— Dataset extract —
╭──

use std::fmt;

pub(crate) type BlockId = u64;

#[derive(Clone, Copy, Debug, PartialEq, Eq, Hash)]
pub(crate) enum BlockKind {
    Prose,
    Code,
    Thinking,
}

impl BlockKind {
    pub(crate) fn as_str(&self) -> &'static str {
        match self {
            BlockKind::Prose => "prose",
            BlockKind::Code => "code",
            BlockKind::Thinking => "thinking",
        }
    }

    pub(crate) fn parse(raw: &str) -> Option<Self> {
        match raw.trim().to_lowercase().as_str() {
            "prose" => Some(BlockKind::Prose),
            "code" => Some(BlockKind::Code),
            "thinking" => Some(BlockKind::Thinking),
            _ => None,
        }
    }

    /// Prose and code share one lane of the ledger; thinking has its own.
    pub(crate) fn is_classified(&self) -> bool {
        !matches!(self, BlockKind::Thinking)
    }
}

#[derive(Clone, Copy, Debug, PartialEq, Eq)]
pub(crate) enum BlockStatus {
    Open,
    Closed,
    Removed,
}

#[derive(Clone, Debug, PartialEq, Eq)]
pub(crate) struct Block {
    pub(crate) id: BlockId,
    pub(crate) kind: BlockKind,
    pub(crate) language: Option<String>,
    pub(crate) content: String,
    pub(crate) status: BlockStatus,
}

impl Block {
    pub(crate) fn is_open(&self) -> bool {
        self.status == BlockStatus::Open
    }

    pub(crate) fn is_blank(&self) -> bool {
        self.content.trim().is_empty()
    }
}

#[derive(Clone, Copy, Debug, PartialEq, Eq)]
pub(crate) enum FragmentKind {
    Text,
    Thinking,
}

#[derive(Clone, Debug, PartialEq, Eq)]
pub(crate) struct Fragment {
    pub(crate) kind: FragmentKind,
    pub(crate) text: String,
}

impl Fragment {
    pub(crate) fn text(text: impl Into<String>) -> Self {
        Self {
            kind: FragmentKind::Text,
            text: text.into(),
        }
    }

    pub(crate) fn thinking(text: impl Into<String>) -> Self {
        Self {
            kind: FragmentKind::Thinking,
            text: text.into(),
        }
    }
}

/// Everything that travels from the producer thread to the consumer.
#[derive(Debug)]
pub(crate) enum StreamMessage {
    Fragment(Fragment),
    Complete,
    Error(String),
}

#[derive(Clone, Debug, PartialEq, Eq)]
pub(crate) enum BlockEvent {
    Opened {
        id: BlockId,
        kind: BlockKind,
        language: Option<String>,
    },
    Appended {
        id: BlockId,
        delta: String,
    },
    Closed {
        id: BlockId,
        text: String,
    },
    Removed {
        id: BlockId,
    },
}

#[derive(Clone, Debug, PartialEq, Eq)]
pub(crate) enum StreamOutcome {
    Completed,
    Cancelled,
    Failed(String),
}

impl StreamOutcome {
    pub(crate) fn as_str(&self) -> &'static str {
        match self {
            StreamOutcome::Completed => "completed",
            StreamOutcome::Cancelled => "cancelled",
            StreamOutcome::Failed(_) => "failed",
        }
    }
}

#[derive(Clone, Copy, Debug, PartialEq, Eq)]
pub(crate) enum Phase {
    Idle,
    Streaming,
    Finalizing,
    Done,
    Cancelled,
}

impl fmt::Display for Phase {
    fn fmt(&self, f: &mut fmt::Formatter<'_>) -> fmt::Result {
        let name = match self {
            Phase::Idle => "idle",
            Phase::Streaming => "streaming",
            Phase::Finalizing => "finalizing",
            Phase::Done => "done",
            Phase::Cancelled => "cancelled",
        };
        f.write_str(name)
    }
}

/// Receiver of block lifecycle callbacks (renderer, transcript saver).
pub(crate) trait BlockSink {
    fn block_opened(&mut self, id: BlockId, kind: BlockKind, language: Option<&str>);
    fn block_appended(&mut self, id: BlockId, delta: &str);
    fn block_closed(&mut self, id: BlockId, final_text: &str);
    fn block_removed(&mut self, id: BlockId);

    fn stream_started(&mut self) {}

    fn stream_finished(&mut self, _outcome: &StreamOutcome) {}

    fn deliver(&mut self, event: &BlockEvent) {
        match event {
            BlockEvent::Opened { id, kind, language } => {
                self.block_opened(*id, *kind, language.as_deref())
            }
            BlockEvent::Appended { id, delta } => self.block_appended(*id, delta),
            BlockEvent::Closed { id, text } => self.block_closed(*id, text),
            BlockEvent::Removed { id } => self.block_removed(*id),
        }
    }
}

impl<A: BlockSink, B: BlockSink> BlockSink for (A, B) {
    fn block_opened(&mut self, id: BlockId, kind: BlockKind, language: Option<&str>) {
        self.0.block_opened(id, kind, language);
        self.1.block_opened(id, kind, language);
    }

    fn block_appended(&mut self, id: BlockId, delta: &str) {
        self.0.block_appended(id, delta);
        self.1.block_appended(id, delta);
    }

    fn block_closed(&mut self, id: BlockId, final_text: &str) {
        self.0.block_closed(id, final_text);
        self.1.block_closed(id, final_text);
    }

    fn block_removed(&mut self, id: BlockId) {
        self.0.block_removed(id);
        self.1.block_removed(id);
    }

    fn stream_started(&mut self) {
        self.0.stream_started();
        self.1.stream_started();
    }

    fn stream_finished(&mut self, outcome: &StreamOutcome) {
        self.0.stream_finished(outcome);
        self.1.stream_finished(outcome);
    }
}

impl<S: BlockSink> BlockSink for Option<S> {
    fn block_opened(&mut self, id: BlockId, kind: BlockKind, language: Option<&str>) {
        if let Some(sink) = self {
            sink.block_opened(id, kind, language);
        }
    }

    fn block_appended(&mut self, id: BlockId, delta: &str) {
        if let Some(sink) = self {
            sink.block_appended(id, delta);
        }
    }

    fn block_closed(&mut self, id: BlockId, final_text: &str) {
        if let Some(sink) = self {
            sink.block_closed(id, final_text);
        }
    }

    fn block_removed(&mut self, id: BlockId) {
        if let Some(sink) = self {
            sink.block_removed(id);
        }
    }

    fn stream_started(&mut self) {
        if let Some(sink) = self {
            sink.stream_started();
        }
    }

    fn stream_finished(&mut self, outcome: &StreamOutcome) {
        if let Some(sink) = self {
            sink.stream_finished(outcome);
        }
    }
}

╰──
╭──

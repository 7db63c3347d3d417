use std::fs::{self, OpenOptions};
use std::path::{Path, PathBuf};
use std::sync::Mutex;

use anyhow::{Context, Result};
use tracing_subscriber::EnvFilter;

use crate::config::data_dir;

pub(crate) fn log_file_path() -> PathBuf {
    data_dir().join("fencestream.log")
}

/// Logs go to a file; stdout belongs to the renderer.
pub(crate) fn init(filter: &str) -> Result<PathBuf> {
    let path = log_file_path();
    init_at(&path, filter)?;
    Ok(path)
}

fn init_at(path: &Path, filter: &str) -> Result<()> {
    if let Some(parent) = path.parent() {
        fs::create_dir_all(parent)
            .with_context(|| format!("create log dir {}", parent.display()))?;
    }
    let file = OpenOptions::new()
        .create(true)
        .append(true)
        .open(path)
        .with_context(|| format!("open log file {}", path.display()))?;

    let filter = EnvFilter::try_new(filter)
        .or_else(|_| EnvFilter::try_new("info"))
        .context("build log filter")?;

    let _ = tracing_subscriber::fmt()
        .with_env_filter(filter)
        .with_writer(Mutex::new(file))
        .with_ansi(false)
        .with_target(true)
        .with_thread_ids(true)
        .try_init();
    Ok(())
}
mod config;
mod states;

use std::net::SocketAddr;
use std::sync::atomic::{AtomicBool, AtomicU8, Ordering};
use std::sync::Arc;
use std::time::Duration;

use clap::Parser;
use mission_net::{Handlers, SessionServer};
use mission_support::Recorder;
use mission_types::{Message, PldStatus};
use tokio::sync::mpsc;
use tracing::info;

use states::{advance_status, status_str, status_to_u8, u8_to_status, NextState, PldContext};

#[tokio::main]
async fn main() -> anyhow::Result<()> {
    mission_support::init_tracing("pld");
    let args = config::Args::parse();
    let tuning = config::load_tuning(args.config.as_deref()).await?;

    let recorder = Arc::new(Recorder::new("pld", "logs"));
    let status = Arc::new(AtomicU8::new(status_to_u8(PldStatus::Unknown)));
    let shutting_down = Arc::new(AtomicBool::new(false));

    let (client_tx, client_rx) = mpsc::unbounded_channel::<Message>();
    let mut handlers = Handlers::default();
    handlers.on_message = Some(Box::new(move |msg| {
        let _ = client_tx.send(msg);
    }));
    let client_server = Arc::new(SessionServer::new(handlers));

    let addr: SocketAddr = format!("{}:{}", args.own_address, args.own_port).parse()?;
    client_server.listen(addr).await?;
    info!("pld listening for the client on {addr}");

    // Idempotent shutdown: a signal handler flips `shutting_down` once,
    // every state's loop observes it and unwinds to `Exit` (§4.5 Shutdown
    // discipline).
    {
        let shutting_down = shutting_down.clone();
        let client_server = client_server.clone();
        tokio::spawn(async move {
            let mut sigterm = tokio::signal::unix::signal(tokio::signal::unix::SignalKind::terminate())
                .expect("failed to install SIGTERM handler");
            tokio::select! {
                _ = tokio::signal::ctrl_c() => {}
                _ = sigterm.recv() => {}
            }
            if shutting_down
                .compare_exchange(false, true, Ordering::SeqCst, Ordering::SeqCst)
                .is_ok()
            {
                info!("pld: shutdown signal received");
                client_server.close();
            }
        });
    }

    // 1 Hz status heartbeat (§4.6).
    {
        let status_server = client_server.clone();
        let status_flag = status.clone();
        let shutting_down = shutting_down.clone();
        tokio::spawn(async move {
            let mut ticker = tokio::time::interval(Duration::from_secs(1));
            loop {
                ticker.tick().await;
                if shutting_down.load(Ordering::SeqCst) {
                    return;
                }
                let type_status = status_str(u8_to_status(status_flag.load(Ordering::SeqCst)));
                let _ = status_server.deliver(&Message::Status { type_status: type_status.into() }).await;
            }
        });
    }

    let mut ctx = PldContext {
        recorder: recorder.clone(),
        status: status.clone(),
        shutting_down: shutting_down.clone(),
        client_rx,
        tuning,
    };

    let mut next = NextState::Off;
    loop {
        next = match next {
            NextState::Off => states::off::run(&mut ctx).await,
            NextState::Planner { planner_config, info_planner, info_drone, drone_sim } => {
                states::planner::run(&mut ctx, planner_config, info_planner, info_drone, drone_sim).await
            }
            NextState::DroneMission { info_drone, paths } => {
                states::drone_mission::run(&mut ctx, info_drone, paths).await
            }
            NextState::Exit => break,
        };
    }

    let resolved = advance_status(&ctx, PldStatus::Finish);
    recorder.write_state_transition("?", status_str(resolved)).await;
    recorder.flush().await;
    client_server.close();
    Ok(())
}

╰──

— What the exercise asks —
Would you please write out, exactly and with no other lines, the stretch of the listing above from the line containing "fn init_at(path: &Path, filter: &str)" through the line containing "let _ = client_tx.send(msg);"?

— Worked solution —
fn init_at(path: &Path, filter: &str) -> Result<()> {
    if let Some(parent) = path.parent() {
        fs::create_dir_all(parent)
            .with_context(|| format!("create log dir {}", parent.display()))?;
    }
    let file = OpenOptions::new()
        .create(true)
        .append(true)
        .open(path)
        .with_context(|| format!("open log file {}", path.display()))?;

    let filter = EnvFilter::try_new(filter)
        .or_else(|_| EnvFilter::try_new("info"))
        .context("build log filter")?;

    let _ = tracing_subscriber::fmt()
        .with_env_filter(filter)
        .with_writer(Mutex::new(file))
        .with_ansi(false)
        .with_target(true)
        .with_thread_ids(true)
        .try_init();
    Ok(())
}
mod config;
mod states;

use std::net::SocketAddr;
use std::sync::atomic::{AtomicBool, AtomicU8, Ordering};
use std::sync::Arc;
use std::time::Duration;

use clap::Parser;
use mission_net::{Handlers, SessionServer};
use mission_support::Recorder;
use mission_types::{Message, PldStatus};
use tokio::sync::mpsc;
use tracing::info;

use states::{advance_status, status_str, status_to_u8, u8_to_status, NextState, PldContext};

#[tokio::main]
async fn main() -> anyhow::Result<()> {
    mission_support::init_tracing("pld");
    let args = config::Args::parse();
    let tuning = config::load_tuning(args.config.as_deref()).await?;

    let recorder = Arc::new(Recorder::new("pld", "logs"));
    let status = Arc::new(AtomicU8::new(status_to_u8(PldStatus::Unknown)));
    let shutting_down = Arc::new(AtomicBool::new(false));

    let (client_tx, client_rx) = mpsc::unbounded_channel::<Message>();
    let mut handlers = Handlers::default();
    handlers.on_message = Some(Box::new(move |msg| {
        let _ = client_tx.send(msg);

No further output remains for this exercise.